If I'm ever going to get out of this, which you wouldn't think you would have any idea, how long am I going to be here, and am I going to just simply die here, or am I going to be delivered? Well, I'm asking God for deliverance. He says, deliverance belongs...if I get to survive this, it's totally up to God.

Deliverance belongs to the Lord. And so, in verse 10, as God rules over his creation, the Lord spoke to the fish and spewed Jonah out on the dry land. Now, wouldn't Jonah have been amazed?

Would he remember everything he prayed? Actually, again, I'll give you some of these references. In verse 2, I called to the Lord out of my distress. In Psalms, all of these are in the Psalms, and you can go back through, and there's quite a list of the Psalms that I won't cover in entirety. But in Psalm 120, verse 1, that Psalm writes, In my distress I cried to the Lord, that he may answer me. See, this is what Jonah was remembering.

We drop down to verse 4. He says, I said... Excuse me, I'm jumping back to Jonah here. In verse 4, Jonah also said, I'm driven away from your sight. See, he realized, you know, I'm in a real mess here. I'm in a terrible situation. And yet, that's what David thought. If you go back to chapter 31 of Psalms, there have been different times when different of the servants of God have been in dire circumstances.

And David said, verse... Psalm 31, verse 21, Bless be the Lord, for He has wondrously shown His steadfast love to me when I was beset as His city under siege. I was in distress. And he said, I even said in my alarm, in verse 22, I am driven far from your sight.

See, that's exactly what Jonah was recalling. But, here in verse 22, you heard my supplication when I cried out to you for help. See, that's a... it's an amazing thing to see how much Jonah, and actually you can look up, and I will let you do that.

You can look up each one of these verses in Jonah 2, and you can see references to the book of Psalms. Verse 6 in Jonah 2, he says, I went down to the land whose bars covered upon me forever, and yet you brought me up. You brought up my life from the pit. You see in Psalm 50, Psalm 50, verse 14, Psalm 50, in verse 14, well, we can back up a little bit. Yeah, in verse 14, offer to God a sacrifice of thanksgiving. Now, this perhaps is... I'm jumping ahead here. Yeah, it's in 56, I'm sorry. Chapter 56, verse 12, is connected with chapter 2, verse 6 of Jonah. Psalm 56, verse 12, says, My vows to you I must perform, O God, I will render thank offerings to you, for you have delivered my soul from death and my feet from falling, so that I may walk before God in the light of life.

Again, that was what we read back here in Jonah's thoughts. And then in verse 7, you find, when it got really difficult that Jonah chapter 2, verse 7, he says, I remembered the Lord. And that is a continual refrain that you see throughout a good part of the Psalms. Psalm 107 has three or four of these incidents where people were in difficult straits. And it talks about them being the redeemed of the Lord. Psalm 107, we can read, let's see, starting in verse 4, some wandered in desert places, finding no place or no way to an inhabited land.
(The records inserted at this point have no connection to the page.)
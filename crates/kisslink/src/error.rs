use kisslink_frame::FrameError;

/// Construction-time configuration errors. Never retried.
#[derive(Debug, thiserror::Error)]
pub enum ConfigError {
    /// No serial port specified.
    #[error("no port specified for serial interface")]
    MissingPort,

    /// Invalid callsign or SSID.
    #[error(transparent)]
    Address(#[from] FrameError),

    /// Unrecognized parity designator.
    #[error("invalid parity {0:?} (use N, E, or O)")]
    InvalidParity(String),
}

/// Errors that can occur in interface operations.
#[derive(Debug, thiserror::Error)]
pub enum InterfaceError {
    /// Configuration error.
    #[error("configuration error: {0}")]
    Config(#[from] ConfigError),

    /// Transport-level error.
    #[error("transport error: {0}")]
    Transport(#[from] kisslink_transport::TransportError),

    /// A device-configuration control frame was not written in full.
    #[error("could not configure {setting}: wrote {written} of {expected} bytes")]
    DeviceConfig {
        setting: &'static str,
        written: usize,
        expected: usize,
    },

    /// A data frame was only partially written. The payload is not
    /// re-queued.
    #[error("short write: wrote {written} of {expected} bytes")]
    ShortWrite { written: usize, expected: usize },
}

pub type Result<T> = std::result::Result<T, InterfaceError>;
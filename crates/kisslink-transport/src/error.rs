/// Errors that can occur in serial transport operations.
#[derive(Debug, thiserror::Error)]
pub enum TransportError {
    /// Failed to open the specified port.
    #[error("failed to open port {port}: {source}")]
    Open {
        port: String,
        source: std::io::Error,
    },

    /// An I/O error occurred on the open link.
    #[error("link I/O error: {0}")]
    Io(#[from] std::io::Error),

    /// The link is closed.
    #[error("link closed")]
    Closed,
}

pub type Result<T> = std::result::Result<T, TransportError>;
They were hungry, they were thirsty, their soul fainted within them. But in verse 6, he says, then they cried to the Lord in their trouble, and He delivered them from their distress. And you see that repeated three or four times here in chapter 107, that whenever things got really difficult, He didn't just give up. He didn't just say, well, I don't know how I'm going to get out of this. I need to remember the Lord.

And of course, in Jonah chapter 9 verse 2, or excuse me, 2 verse 9, with the voice of thanksgiving, I will sacrifice to you. And then he mentions how the deliverance is really up to God, which he fully understood. He realized at this point that even though he's seeing he's still alive and that he is praising God and thinking that I need to thank God that I'm even still alive, I know my deliverance is yet up to God.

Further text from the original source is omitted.